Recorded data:
-----
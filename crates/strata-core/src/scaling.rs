//! Power-of-radix row and column equilibration.
//!
//! Scale factors are rounded to powers of the floating-point radix, so
//! applying them to the matrix changes only exponents and never introduces
//! rounding error. The matrix is row-distributed over one communicator. Each
//! process measures its own rows, the column maxima are combined by an
//! element-wise reduction, and the global row-scale vector is assembled from
//! every process's contiguous piece.
//!
//! # Algorithm
//!
//! 1. `r_i = max_j |a_ij|`, rounded down to a power of the radix.
//! 2. Global `max`/`min` of `r`; a zero minimum means an empty row.
//! 3. `r_i = 1 / clamp(r_i, safe_min, safe_max)`.
//! 4. `c_j = max_i |a_ij| r_i`, rounded up to a covering power of the radix,
//!    then reduced with `max` across processes.
//! 5. Same zero check, inversion and condition ratio for `c`.

use std::ops::Mul;

use log::{debug, warn};
use strata_comm::{CommError, Communicator, ReduceOp};
use thiserror::Error;

use crate::matrix::{MatrixError, RowBlockMatrix};
use crate::redistribute::ContiguousRanges;
use crate::scalar::{RealScalar, Scalar};

/// Errors raised while computing scale factors.
#[derive(Debug, Error)]
pub enum ScalingError {
    #[error(transparent)]
    InvalidArgument(#[from] MatrixError),

    /// A row or column holds no non-zero entry. `index` is 1-based: rows are
    /// `1..=nrow`, columns `nrow + 1..=nrow + ncol`.
    #[error(
        "Structurally singular: {} {} is exactly zero (index {index})",
        kind(.index, .nrow),
        position(.index, .nrow)
    )]
    StructuralSingularity { index: usize, nrow: usize },

    #[error("Communication failed: {0}")]
    Comm(#[from] CommError),
}

fn kind(index: &usize, nrow: &usize) -> &'static str {
    if index <= nrow {
        "row"
    } else {
        "column"
    }
}

fn position(&index: &usize, &nrow: &usize) -> usize {
    if index <= nrow {
        index - 1
    } else {
        index - nrow - 1
    }
}

/// Row and column scale factors with their condition ratios.
///
/// `row_scale` and `col_scale` are global vectors, identical on every process.
#[derive(Debug, Clone, PartialEq)]
pub struct Equilibration<R> {
    pub row_scale: Vec<R>,
    pub col_scale: Vec<R>,
    /// Ratio of the smallest to the largest row scale.
    pub rowcnd: R,
    /// Ratio of the smallest to the largest column scale.
    pub colcnd: R,
    /// Largest absolute entry, after rounding to a power of the radix.
    pub amax: R,
}

impl<R: RealScalar> Equilibration<R> {
    /// Scale the locally owned block: `a_ij * r_i * c_j`.
    ///
    /// Because every factor is a power of the radix the result is exact
    /// unless it under- or overflows.
    pub fn scale_block<T>(&self, a: &RowBlockMatrix<T>) -> Result<RowBlockMatrix<T>, MatrixError>
    where
        T: Scalar<Real = R> + Mul<R, Output = T>,
    {
        if a.nrow() != self.row_scale.len() || a.ncol() != self.col_scale.len() {
            return Err(MatrixError::invalid(
                "a",
                format!(
                    "{} x {} block for {} x {} scale factors",
                    a.nrow(),
                    a.ncol(),
                    self.row_scale.len(),
                    self.col_scale.len()
                ),
            ));
        }
        let mut nzval = Vec::with_capacity(a.nnz_loc());
        for (i, global) in a.global_rows().enumerate() {
            let r = self.row_scale[global];
            let (cols, vals) = a.row(i);
            nzval.extend(
                cols.iter()
                    .zip(vals)
                    .map(|(&j, &v)| v * r * self.col_scale[j]),
            );
        }
        RowBlockMatrix::new(
            a.nrow(),
            a.ncol(),
            a.fst_row(),
            a.rowptr().to_vec(),
            a.colind().to_vec(),
            nzval,
        )
    }
}

/// Compute power-of-radix equilibration factors for a row-distributed matrix.
///
/// Collective over `comm`, the communicator across which the rows of `a` are
/// distributed. Every process receives the same result or the same error.
///
/// # Arguments
/// * `a` - This process's row block.
/// * `radix` - Base of the scale factors; [`RealScalar::RADIX`] gives exact
///   scaling.
/// * `comm` - Communicator over the processes sharing the rows of `a`.
pub fn equilibrate<T, C>(
    a: &RowBlockMatrix<T>,
    radix: T::Real,
    comm: &C,
) -> Result<Equilibration<T::Real>, ScalingError>
where
    T: Scalar,
    C: Communicator,
{
    let one = T::Real::one();
    let zero = T::Real::zero();
    if !radix.is_finite() || !(radix > one) {
        return Err(
            MatrixError::invalid("radix", format!("{radix} is not a finite value above 1")).into(),
        );
    }

    let (nrow, ncol) = (a.nrow(), a.ncol());
    if nrow == 0 || ncol == 0 {
        return Ok(Equilibration {
            row_scale: Vec::new(),
            col_scale: Vec::new(),
            rowcnd: one,
            colcnd: one,
            amax: zero,
        });
    }

    let smlnum = T::Real::safe_min();
    let bignum = T::Real::safe_max();

    // Row pass.
    let mut r: Vec<T::Real> = (0..a.m_loc())
        .map(|i| {
            let (_, vals) = a.row(i);
            vals.iter()
                .fold(zero, |acc, &v| acc.max(v.abs1()))
                .round_down_to_power(radix)
        })
        .collect();

    let (local_max, local_min) = extremes(&r, zero, bignum);
    let rcmax = comm.all_reduce(local_max, ReduceOp::Max)?;
    let rcmin = comm.all_reduce(local_min, ReduceOp::Min)?;
    let amax = rcmax;
    debug!("row scale range [{rcmin}, {rcmax}] over {nrow} rows");

    if rcmin == zero {
        let first = first_zero(&r, zero, a.fst_row());
        let index = comm.all_reduce(first, ReduceOp::Min)?;
        return Err(singular(index, nrow));
    }
    for v in &mut r {
        *v = invert_clamped(*v, smlnum, bignum);
    }
    let rowcnd = rcmin.max(smlnum) / rcmax.min(bignum);

    // Column pass, under the row scaling just computed.
    let mut c = vec![zero; ncol];
    for (i, &ri) in r.iter().enumerate() {
        let (cols, vals) = a.row(i);
        for (&j, &v) in cols.iter().zip(vals) {
            c[j] = c[j].max(v.abs1() * ri);
        }
    }
    for v in &mut c {
        *v = v.round_up_to_power(radix);
    }
    comm.all_reduce_elementwise(&mut c, ReduceOp::Max)?;

    let (ccmax, ccmin) = extremes(&c, zero, bignum);
    debug!("column scale range [{ccmin}, {ccmax}] over {ncol} columns");
    if ccmin == zero {
        // Identical on every process after the reduction.
        let j = c.iter().position(|&v| v == zero).unwrap_or(0);
        return Err(singular(nrow + j, nrow));
    }
    for v in &mut c {
        *v = invert_clamped(*v, smlnum, bignum);
    }
    let colcnd = ccmin.max(smlnum) / ccmax.min(bignum);

    let ranges = ContiguousRanges::exchange(comm, r.len())?;
    if ranges.total() != nrow {
        return Err(MatrixError::invalid(
            "a",
            format!("row blocks cover {} of {nrow} global rows", ranges.total()),
        )
        .into());
    }
    let row_scale = ranges.assemble(comm, &r)?;

    Ok(Equilibration {
        row_scale,
        col_scale: c,
        rowcnd,
        colcnd,
        amax,
    })
}

/// `(max, min)` of `values`, with `min` starting from `ceiling` so that an
/// empty local slice does not affect a global minimum.
fn extremes<R: RealScalar>(values: &[R], zero: R, ceiling: R) -> (R, R) {
    values
        .iter()
        .fold((zero, ceiling), |(hi, lo), &v| (hi.max(v), lo.min(v)))
}

/// Global index of the first zero entry, or `usize::MAX` when there is none.
fn first_zero<R: RealScalar>(values: &[R], zero: R, offset: usize) -> usize {
    values
        .iter()
        .position(|&v| v == zero)
        .map_or(usize::MAX, |i| offset + i)
}

fn invert_clamped<R: RealScalar>(v: R, smlnum: R, bignum: R) -> R {
    R::one() / v.max(smlnum).min(bignum)
}

/// Build the singularity error for 0-based global position `pos` (columns
/// already offset by `nrow`).
fn singular(pos: usize, nrow: usize) -> ScalingError {
    warn!(
        "structurally singular matrix: scale factor {} of {} rows and columns is zero",
        pos + 1,
        nrow
    );
    ScalingError::StructuralSingularity {
        index: pos + 1,
        nrow,
    }
}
-----
__Task objective__
Write out exactly the lines of the entries above that run from the line containing "R, offset: usize)" through the last line, including both.

__Exercise solution__
fn first_zero<R: RealScalar>(values: &[R], zero: R, offset: usize) -> usize {
    values
        .iter()
        .position(|&v| v == zero)
        .map_or(usize::MAX, |i| offset + i)
}

fn invert_clamped<R: RealScalar>(v: R, smlnum: R, bignum: R) -> R {
    R::one() / v.max(smlnum).min(bignum)
}

/// Build the singularity error for 0-based global position `pos` (columns
/// already offset by `nrow`).
fn singular(pos: usize, nrow: usize) -> ScalingError {
    warn!(
        "structurally singular matrix: scale factor {} of {} rows and columns is zero",
        pos + 1,
        nrow
    );
    ScalingError::StructuralSingularity {
        index: pos + 1,
        nrow,
    }
}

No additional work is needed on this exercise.